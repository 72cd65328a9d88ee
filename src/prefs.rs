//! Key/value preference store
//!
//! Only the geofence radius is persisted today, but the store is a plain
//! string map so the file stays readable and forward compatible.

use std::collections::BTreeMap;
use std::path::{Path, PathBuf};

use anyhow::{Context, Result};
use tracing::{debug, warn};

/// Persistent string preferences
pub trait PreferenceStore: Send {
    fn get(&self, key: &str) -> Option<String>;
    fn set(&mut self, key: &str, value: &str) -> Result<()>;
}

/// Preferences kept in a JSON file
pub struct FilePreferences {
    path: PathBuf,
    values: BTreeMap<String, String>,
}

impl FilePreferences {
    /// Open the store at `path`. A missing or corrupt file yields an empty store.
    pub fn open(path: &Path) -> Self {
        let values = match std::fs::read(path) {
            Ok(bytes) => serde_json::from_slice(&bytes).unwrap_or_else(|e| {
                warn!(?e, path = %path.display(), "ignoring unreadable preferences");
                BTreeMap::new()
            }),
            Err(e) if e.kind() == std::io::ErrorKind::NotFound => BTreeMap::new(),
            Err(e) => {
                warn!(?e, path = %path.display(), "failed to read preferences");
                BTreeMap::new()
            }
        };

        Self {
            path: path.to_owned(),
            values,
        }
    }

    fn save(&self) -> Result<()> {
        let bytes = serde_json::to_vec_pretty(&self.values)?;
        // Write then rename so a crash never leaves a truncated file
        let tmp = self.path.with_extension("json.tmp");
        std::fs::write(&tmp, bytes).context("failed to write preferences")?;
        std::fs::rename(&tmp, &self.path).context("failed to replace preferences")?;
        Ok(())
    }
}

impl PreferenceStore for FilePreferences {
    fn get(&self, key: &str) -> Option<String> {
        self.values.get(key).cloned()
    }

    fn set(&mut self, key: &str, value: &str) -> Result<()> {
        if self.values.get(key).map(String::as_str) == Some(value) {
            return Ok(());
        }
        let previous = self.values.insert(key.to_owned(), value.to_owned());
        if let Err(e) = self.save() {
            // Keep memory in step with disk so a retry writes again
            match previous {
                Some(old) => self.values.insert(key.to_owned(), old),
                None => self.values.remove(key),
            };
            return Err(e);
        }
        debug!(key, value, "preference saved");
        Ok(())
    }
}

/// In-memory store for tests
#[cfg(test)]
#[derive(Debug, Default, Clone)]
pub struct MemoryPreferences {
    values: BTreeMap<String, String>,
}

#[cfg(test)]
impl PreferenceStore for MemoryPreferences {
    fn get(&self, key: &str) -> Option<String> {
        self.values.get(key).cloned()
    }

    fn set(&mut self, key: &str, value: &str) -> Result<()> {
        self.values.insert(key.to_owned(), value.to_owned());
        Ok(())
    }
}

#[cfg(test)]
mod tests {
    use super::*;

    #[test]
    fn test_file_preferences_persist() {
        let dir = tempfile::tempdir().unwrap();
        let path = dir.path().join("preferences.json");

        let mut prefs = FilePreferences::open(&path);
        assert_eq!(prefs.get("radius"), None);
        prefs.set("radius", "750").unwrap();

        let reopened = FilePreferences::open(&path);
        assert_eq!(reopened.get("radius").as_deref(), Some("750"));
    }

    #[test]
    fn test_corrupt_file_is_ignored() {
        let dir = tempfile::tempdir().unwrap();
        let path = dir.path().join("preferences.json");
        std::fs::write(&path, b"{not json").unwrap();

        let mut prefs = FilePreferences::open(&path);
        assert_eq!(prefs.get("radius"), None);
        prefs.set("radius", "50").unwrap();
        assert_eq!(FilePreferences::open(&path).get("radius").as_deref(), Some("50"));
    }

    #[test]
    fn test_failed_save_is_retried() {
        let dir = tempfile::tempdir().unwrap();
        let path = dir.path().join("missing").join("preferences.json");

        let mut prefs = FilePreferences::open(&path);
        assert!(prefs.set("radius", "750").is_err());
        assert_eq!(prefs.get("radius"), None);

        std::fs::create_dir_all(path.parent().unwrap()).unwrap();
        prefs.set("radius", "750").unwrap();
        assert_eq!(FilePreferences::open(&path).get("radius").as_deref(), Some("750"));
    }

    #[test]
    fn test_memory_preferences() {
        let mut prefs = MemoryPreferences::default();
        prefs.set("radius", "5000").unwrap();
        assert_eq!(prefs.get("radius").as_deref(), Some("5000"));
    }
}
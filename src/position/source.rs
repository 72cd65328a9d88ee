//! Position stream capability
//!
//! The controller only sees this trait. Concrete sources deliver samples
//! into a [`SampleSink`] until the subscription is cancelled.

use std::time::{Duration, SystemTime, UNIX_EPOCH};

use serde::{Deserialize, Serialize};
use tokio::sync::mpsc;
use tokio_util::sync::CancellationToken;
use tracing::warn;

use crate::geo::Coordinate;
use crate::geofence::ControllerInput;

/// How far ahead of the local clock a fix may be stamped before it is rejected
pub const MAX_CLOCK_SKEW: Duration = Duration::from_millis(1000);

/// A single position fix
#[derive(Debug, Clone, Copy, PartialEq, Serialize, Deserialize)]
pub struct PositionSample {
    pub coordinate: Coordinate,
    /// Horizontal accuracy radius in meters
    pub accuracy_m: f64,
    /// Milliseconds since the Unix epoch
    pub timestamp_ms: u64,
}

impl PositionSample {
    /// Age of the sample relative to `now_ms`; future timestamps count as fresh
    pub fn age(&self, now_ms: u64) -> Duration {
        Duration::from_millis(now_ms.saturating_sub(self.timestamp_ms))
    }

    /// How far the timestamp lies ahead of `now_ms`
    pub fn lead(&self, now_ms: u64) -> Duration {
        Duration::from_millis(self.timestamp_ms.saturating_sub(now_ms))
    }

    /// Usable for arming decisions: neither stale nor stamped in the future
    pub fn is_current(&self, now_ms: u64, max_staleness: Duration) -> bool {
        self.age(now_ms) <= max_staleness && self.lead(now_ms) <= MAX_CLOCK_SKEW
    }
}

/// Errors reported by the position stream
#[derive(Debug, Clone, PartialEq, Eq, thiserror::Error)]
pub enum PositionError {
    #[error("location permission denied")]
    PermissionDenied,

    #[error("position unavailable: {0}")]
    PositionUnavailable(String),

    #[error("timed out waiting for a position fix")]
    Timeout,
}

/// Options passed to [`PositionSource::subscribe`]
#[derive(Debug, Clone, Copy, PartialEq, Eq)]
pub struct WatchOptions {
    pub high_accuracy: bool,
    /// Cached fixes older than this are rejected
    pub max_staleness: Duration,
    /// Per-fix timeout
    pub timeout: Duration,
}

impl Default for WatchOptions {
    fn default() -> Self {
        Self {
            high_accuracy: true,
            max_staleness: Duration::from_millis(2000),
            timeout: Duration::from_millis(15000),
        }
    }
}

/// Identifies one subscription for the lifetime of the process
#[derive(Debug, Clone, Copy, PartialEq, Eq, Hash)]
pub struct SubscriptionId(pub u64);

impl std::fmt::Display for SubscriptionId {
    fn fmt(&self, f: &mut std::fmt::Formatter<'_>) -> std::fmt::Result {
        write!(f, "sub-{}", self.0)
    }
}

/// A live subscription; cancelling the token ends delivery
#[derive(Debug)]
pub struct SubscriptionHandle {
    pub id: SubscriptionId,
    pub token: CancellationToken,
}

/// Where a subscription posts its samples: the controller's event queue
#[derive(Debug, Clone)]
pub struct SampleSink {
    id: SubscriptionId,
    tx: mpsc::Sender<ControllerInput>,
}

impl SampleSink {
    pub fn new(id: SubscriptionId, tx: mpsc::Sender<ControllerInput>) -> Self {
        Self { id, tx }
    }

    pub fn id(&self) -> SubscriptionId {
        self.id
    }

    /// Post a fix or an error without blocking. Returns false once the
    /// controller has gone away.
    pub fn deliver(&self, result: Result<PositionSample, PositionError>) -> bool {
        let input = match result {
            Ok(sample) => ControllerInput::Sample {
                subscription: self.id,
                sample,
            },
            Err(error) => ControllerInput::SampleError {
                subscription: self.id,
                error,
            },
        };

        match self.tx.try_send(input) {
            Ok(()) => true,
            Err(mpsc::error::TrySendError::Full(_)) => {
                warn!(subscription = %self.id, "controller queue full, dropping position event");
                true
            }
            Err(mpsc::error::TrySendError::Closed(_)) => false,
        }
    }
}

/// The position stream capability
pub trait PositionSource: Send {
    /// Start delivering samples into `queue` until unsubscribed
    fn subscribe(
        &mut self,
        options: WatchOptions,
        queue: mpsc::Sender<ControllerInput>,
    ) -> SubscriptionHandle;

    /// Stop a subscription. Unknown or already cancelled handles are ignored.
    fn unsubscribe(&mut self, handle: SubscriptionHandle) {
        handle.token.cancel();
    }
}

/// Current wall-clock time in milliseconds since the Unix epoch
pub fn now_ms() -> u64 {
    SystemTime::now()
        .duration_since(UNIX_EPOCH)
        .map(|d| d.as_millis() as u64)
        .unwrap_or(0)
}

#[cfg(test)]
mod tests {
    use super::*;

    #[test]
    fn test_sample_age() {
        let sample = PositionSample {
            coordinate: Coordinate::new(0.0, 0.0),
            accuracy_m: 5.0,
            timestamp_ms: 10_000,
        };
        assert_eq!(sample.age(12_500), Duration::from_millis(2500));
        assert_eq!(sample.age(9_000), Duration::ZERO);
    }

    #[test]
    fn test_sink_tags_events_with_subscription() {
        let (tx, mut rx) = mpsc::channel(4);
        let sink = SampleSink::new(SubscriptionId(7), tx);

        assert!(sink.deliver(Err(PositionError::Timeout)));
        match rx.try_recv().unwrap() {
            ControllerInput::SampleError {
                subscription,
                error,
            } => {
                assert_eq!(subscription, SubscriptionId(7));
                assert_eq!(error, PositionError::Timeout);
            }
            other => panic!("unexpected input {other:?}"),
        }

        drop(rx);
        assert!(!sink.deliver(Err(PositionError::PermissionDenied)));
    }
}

* _Problem to work on_
Count the lines of the data that include the string "ControllerInput", and give only that number.

* _Response to this task_
7